→ Task goal:
Below are the entries; count the lines in them that contain the word "Development" and give only the number.

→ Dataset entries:
══════════════════════════════

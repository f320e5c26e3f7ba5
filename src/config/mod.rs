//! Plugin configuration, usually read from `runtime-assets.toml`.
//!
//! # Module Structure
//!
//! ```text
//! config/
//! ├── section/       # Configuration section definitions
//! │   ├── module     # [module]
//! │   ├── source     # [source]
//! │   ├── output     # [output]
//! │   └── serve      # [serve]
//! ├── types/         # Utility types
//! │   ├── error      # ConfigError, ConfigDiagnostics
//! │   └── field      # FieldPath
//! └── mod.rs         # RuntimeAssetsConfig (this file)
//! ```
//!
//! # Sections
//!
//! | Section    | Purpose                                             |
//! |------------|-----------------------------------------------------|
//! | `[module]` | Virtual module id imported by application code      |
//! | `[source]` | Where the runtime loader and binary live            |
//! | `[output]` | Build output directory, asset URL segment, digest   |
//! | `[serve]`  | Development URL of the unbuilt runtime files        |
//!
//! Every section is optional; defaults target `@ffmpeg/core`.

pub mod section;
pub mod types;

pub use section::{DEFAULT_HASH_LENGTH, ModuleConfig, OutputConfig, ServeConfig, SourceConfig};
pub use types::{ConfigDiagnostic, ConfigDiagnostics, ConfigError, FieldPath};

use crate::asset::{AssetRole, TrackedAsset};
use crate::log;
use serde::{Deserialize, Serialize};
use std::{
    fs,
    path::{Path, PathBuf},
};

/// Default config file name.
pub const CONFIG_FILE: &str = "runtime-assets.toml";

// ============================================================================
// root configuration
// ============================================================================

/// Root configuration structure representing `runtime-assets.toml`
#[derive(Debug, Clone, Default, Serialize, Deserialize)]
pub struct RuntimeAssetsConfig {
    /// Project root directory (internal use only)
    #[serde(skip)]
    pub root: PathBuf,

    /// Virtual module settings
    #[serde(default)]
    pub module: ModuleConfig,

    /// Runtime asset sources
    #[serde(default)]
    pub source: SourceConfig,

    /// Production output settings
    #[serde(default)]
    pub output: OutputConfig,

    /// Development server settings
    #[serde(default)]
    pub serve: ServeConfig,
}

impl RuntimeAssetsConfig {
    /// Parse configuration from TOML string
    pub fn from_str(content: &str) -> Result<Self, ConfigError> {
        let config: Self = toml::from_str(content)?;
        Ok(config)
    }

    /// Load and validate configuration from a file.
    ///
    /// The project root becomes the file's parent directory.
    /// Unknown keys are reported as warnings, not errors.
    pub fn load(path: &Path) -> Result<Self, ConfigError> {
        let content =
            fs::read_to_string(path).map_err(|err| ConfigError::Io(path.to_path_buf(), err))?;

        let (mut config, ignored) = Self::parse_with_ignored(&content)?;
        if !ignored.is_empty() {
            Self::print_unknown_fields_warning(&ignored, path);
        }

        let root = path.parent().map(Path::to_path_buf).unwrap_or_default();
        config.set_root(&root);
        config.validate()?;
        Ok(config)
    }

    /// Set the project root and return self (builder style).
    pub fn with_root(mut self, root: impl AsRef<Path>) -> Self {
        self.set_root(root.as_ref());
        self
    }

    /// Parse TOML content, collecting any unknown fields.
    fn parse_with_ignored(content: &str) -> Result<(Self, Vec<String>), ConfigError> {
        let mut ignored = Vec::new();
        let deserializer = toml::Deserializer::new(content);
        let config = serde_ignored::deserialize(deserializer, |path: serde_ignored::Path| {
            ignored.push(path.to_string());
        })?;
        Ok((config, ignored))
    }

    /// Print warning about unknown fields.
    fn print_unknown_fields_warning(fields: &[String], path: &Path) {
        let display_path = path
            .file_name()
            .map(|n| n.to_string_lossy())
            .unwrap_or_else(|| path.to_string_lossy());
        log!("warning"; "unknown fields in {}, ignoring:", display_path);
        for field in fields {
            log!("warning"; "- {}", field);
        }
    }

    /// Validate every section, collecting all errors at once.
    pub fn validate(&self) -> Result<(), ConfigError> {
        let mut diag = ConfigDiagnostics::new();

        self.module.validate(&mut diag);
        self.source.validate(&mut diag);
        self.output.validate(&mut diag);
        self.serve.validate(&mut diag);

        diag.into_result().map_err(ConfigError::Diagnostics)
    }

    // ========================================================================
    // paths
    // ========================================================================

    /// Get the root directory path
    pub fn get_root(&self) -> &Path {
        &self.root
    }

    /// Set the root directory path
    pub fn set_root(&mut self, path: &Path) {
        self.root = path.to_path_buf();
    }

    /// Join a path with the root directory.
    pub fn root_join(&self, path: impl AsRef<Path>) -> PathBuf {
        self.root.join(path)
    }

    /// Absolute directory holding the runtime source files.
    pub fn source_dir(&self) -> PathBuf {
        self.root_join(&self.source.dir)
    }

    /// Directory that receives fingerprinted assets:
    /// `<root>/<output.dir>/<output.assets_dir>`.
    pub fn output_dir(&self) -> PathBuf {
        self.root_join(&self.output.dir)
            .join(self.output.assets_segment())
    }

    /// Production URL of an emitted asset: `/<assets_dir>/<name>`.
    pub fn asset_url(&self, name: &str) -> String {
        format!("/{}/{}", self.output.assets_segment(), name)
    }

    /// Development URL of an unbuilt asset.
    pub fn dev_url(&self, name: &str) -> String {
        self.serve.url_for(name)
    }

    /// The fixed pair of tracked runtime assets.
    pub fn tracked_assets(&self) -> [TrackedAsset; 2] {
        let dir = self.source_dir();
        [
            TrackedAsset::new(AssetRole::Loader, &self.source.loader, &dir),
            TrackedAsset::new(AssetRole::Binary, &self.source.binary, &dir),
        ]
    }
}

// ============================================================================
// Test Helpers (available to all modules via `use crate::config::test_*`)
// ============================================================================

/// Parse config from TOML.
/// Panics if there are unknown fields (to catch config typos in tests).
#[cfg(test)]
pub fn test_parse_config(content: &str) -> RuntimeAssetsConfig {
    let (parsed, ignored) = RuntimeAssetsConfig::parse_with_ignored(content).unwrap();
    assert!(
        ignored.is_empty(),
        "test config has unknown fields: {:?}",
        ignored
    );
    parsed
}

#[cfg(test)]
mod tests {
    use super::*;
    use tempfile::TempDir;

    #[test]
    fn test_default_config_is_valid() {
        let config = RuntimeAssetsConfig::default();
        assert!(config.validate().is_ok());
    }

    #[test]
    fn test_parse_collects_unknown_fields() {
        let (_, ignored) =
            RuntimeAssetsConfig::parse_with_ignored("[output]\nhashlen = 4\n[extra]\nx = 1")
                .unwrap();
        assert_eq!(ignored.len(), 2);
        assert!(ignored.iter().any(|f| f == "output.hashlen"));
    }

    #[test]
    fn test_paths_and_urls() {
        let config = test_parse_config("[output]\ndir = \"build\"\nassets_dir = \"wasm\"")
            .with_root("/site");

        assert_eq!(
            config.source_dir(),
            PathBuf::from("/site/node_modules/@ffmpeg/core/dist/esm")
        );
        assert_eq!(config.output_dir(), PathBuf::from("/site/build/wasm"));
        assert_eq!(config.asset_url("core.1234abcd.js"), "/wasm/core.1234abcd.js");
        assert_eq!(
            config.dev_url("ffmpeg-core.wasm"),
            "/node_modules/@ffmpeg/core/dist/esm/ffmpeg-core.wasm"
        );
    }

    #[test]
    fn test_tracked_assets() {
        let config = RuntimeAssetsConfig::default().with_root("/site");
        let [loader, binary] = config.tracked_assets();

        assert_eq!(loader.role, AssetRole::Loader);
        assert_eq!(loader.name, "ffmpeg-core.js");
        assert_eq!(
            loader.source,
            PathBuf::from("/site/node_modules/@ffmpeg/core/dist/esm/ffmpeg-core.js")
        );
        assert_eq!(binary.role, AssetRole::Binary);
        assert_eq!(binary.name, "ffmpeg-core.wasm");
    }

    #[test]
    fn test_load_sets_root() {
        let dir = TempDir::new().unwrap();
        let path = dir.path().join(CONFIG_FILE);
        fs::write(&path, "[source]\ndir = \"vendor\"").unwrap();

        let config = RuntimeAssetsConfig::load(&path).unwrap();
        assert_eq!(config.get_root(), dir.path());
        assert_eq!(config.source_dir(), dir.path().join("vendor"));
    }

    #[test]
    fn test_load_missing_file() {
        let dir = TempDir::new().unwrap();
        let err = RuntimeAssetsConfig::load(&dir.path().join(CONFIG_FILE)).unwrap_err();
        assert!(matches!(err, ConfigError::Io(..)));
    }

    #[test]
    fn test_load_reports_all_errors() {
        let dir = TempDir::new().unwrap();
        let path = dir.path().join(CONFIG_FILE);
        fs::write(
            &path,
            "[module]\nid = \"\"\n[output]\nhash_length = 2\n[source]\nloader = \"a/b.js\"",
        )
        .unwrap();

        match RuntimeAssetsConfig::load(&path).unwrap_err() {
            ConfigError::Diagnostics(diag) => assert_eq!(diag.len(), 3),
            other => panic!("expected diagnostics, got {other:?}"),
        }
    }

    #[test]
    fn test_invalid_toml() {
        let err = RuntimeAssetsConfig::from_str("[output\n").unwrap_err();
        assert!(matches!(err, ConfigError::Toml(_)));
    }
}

══════════════════════════════

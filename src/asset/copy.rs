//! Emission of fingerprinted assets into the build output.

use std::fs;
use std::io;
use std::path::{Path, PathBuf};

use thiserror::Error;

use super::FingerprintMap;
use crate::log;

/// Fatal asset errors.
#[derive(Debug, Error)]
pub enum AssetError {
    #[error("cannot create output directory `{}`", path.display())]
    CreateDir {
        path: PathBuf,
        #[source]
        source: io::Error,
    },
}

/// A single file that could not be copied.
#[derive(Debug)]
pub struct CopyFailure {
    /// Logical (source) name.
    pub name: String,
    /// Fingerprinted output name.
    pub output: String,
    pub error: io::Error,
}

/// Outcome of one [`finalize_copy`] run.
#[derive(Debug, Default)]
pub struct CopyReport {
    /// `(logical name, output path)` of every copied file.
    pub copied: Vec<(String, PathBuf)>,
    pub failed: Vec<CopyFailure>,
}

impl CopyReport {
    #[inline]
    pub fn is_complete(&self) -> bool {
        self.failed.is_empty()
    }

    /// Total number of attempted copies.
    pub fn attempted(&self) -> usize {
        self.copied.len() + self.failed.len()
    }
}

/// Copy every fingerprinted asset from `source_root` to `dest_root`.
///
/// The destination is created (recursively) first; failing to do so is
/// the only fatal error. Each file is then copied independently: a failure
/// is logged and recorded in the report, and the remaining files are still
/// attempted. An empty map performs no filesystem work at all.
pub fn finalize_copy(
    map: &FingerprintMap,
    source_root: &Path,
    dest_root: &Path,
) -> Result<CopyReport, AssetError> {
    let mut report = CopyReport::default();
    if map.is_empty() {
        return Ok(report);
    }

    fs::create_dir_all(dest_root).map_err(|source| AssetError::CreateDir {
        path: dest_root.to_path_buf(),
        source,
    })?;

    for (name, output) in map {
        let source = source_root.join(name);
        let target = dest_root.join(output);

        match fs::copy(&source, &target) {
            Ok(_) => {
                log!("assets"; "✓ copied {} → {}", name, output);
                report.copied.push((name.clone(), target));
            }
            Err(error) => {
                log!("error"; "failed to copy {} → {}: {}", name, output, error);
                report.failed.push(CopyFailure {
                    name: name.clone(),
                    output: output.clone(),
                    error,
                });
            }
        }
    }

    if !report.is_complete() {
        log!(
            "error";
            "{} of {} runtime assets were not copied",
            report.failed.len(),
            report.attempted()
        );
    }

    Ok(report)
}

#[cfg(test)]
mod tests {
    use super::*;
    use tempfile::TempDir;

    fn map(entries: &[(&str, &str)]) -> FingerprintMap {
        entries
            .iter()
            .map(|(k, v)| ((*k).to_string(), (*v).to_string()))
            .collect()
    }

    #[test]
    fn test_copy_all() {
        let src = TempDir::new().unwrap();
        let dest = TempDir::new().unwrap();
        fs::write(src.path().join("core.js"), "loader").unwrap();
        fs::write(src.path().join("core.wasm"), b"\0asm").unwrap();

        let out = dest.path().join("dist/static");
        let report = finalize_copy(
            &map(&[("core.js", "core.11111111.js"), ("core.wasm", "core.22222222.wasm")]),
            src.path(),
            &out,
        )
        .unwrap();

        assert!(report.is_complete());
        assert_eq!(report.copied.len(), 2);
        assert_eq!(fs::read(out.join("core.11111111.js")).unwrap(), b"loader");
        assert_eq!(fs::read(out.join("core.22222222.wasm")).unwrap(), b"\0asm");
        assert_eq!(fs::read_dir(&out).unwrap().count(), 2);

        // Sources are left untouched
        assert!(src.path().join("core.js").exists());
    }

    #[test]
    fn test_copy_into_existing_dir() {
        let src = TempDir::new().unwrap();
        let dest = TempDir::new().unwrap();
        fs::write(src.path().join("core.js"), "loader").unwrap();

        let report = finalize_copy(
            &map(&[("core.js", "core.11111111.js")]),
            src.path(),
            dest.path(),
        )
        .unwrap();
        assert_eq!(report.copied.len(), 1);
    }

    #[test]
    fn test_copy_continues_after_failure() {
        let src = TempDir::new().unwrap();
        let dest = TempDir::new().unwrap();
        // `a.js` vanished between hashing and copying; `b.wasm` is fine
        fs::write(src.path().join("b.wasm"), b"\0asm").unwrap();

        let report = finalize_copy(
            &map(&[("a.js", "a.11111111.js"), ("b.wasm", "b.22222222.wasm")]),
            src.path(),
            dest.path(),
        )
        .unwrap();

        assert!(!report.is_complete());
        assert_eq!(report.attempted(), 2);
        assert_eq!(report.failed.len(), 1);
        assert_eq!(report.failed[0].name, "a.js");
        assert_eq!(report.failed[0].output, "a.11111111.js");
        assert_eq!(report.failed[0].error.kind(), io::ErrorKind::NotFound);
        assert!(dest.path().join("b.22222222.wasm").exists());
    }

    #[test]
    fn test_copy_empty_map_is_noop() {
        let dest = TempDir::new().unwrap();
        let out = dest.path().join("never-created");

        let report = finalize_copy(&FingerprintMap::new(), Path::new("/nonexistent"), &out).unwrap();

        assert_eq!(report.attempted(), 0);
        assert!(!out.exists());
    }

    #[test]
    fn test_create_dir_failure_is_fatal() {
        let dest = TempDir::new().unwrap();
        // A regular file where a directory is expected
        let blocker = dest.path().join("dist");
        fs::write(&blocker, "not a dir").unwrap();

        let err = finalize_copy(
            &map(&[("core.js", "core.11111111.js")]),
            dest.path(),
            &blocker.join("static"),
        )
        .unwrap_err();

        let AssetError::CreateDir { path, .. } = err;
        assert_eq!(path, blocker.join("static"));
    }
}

══════════════════════════════

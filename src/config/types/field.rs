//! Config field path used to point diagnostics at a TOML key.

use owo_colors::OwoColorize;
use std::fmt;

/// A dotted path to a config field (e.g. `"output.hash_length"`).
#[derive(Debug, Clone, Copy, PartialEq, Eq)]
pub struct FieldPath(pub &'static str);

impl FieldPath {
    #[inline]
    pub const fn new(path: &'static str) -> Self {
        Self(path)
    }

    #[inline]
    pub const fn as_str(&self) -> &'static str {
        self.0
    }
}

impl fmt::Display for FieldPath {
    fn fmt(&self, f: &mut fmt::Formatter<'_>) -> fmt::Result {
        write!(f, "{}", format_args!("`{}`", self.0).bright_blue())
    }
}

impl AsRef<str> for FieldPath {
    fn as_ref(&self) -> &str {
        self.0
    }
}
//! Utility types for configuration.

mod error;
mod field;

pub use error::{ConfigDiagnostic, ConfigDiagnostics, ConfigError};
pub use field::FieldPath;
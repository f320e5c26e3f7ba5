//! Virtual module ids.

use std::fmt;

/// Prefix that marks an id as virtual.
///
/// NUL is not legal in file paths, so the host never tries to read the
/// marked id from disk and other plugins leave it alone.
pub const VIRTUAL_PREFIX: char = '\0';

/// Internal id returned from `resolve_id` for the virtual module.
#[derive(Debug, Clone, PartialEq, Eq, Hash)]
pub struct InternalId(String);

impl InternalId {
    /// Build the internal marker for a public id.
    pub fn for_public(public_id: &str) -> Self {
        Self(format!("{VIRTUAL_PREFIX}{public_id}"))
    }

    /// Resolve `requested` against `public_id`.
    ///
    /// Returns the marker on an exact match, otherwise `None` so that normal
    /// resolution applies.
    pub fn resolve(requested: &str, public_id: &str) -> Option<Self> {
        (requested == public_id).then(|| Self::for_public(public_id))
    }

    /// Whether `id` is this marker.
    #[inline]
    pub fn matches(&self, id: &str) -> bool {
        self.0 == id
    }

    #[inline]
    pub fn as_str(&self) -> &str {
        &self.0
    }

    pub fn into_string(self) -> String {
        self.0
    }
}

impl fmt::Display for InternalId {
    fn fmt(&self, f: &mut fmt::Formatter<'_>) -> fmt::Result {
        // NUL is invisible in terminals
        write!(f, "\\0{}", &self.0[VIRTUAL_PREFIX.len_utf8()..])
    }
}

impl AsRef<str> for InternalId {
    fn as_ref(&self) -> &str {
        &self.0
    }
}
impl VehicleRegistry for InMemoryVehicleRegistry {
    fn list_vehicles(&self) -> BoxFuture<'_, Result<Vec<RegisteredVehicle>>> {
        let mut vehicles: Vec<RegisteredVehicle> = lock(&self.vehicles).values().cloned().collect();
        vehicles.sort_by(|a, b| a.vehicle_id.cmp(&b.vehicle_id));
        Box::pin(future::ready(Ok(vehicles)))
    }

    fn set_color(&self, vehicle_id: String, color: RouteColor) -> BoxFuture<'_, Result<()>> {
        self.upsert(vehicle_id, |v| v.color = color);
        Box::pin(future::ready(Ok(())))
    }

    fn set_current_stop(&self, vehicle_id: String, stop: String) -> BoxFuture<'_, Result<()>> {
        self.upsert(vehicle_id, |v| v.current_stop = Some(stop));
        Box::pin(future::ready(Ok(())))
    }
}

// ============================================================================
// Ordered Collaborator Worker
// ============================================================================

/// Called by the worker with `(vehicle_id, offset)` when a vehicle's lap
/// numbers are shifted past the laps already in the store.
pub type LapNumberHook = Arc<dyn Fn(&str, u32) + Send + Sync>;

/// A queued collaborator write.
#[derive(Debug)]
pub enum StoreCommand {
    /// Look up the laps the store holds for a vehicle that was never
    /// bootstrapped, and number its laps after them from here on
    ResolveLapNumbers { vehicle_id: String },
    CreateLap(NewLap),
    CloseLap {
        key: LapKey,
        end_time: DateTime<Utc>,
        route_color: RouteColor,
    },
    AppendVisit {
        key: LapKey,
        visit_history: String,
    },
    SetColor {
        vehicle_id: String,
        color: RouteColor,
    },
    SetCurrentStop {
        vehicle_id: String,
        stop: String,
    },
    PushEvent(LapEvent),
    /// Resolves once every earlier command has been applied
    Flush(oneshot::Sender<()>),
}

══════════════════════════════

→ Task answer:
3